My use case for git submodules

I have been chatting on IRC about how I’m learning git so I can use submodules and my friend @indigo wants to know my use case, so this post makes some effort to explain that with reference to one specific example.

I have a web framework/toolkit I am experimenting with called Mudball which is here: https://github.com/jj5/mudball

I use Mudball in (some of) my web projects, for example: https://github.com/jj5/www.jjlab.net

In the main project (in this case www.jjlab.net) I have a copy of Mudball in the ext/mudball directory. At the moment ext/mudball is setup as a git submodule.

I open the main project in my IDE (or text editor) and I want to be able to work on both the main application and the web framework/toolkit at the same time. Then when I’m done with some changes I want to run my `gui` script (it stands for “git update interactive”, not “graphical user interface”) which will increment my version numbers in inc/version.php and ext/mudball/inc/version.php and then add/commit/push any changes in both the main project and the web framework/toolkit.

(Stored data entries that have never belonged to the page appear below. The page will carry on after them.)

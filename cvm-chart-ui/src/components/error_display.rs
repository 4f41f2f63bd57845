//! Error display component.

use dioxus::prelude::*;

#[derive(Props, Clone, PartialEq)]
pub struct ErrorDisplayProps {
    pub message: String,
}

/// Displays a loading error in a styled box.
#[component]
pub fn ErrorDisplay(props: ErrorDisplayProps) -> Element {
    rsx! {
        div {
            style: "padding: 12px 16px; margin: 8px 0; background: #FFEBEE; color: #C62828; border-radius: 4px; border: 1px solid #EF9A9A;",
            strong { "Error: " }
            "{props.message}"
        }
    }
}
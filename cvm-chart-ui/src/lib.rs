//! Dioxus front end for the pandemic map and trend chart.
//!
//! This crate provides:
//! - `js_bridge`: DOM measurements the views cannot do themselves
//! - `state`: reactive `UiState` with Dioxus Signals
//! - `components`: the map, chart, tooltip and page furniture as RSX components

pub mod components;
pub mod js_bridge;
pub mod state;
//! Graticule lines and the sphere outline drawn behind the countries.

/// Spacing between meridians and parallels, in degrees.
pub const STEP: f64 = 10.0;
/// Minor lines stop short of the poles.
pub const MINOR_LAT_LIMIT: f64 = 80.0;
/// Sampling interval along each line so curved projections stay smooth.
pub const PRECISION: f64 = 2.5;

/// Inclusive samples from `start` to `end` spaced at most `precision` apart.
fn samples(start: f64, end: f64, precision: f64) -> Vec<f64> {
    let span = end - start;
    let n = (span.abs() / precision).ceil().max(1.0) as usize;
    (0..=n).map(|i| start + span * i as f64 / n as f64).collect()
}

fn meridian(lon: f64, lat_limit: f64) -> Vec<(f64, f64)> {
    samples(-lat_limit, lat_limit, PRECISION)
        .into_iter()
        .map(|lat| (lon, lat))
        .collect()
}

fn parallel(lat: f64) -> Vec<(f64, f64)> {
    samples(-180.0, 180.0, PRECISION)
        .into_iter()
        .map(|lon| (lon, lat))
        .collect()
}

/// All graticule lines as (lon, lat) polylines.
///
/// Minor meridians every 10 degrees span latitudes -80..80; the major
/// meridians at multiples of 90 degrees run pole to pole. Parallels every
/// 10 degrees span -80..80.
pub fn lines() -> Vec<Vec<(f64, f64)>> {
    let mut out = Vec::new();
    let mut lon = -180.0;
    while lon < 180.0 {
        let limit = if lon % 90.0 == 0.0 { 90.0 } else { MINOR_LAT_LIMIT };
        out.push(meridian(lon, limit));
        lon += STEP;
    }
    let mut lat = -MINOR_LAT_LIMIT;
    while lat <= MINOR_LAT_LIMIT {
        out.push(parallel(lat));
        lat += STEP;
    }
    out
}

/// Closed ring around the whole sphere: up the western antimeridian and down
/// the eastern one.
pub fn outline() -> Vec<(f64, f64)> {
    let mut ring = meridian(-180.0, 90.0);
    ring.extend(meridian(180.0, 90.0).into_iter().rev());
    ring
}

#[cfg(test)]
mod tests {
    use super::*;

    #[test]
    fn test_samples_inclusive() {
        let s = samples(-10.0, 10.0, 2.5);
        assert_eq!(s.len(), 9);
        assert_eq!(s[0], -10.0);
        assert_eq!(s[8], 10.0);
    }

    #[test]
    fn test_line_counts() {
        let all = lines();
        // 36 meridians and 17 parallels
        assert_eq!(all.len(), 36 + 17);
        let major = all.iter().filter(|l| l[0].1 == -90.0).count();
        assert_eq!(major, 4);
    }

    #[test]
    fn test_outline_wraps_sphere() {
        let ring = outline();
        assert_eq!(ring.first(), Some(&(-180.0, -90.0)));
        assert_eq!(ring.last(), Some(&(180.0, -90.0)));
    }
}
//! Floating tooltip naming the hovered country.

use crate::state::UiState;
use cvm_view::layout::TOOLTIP_ID;
use dioxus::prelude::*;

/// Absolutely positioned at the page coordinates set by the map view.
#[component]
pub fn MapTooltip() -> Element {
    let ui = use_context::<UiState>();
    let tooltip = use_memo(move || ui.hover_scene.read().tooltip().clone());
    let tooltip = tooltip();
    let visibility = if tooltip.visible { "visible" } else { "hidden" };
    let style = format!(
        "position: absolute; visibility: {}; top: {}px; left: {}px; \
         padding: 4px 8px; background: rgba(255, 255, 255, 0.9); border: 1px solid #999; \
         border-radius: 4px; font-size: 12px; pointer-events: none;",
        visibility, tooltip.top, tooltip.left
    );

    rsx! {
        div {
            id: "{TOOLTIP_ID}",
            style: "{style}",
            "{tooltip.text}"
        }
    }
}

The code for the `gui` command is here: kickass-libexec/bin/lx-gui.sh, it mostly just defers to lx_vcs_sync() which is here: kickass-libexec/src/2-module/vcs/vcs.sh.

The code which updates the version numbers is here: kickass-libexec/bin/lx-version-increment-patch.sh, it mostly just defers to other modules which are here: kickass-libexec/bin/libexec/version-increment-patch.php and here: kickass-libexec/bin/libexec/inc/version.php.

I have been using a similar setup for a long time with Subversion which uses the svn:externals facility (in place of git submodules) and I have a few scripts which help me manage that. My main tooling for this is known as svnman which is a bunch of scripts I wrote myself: Svnman.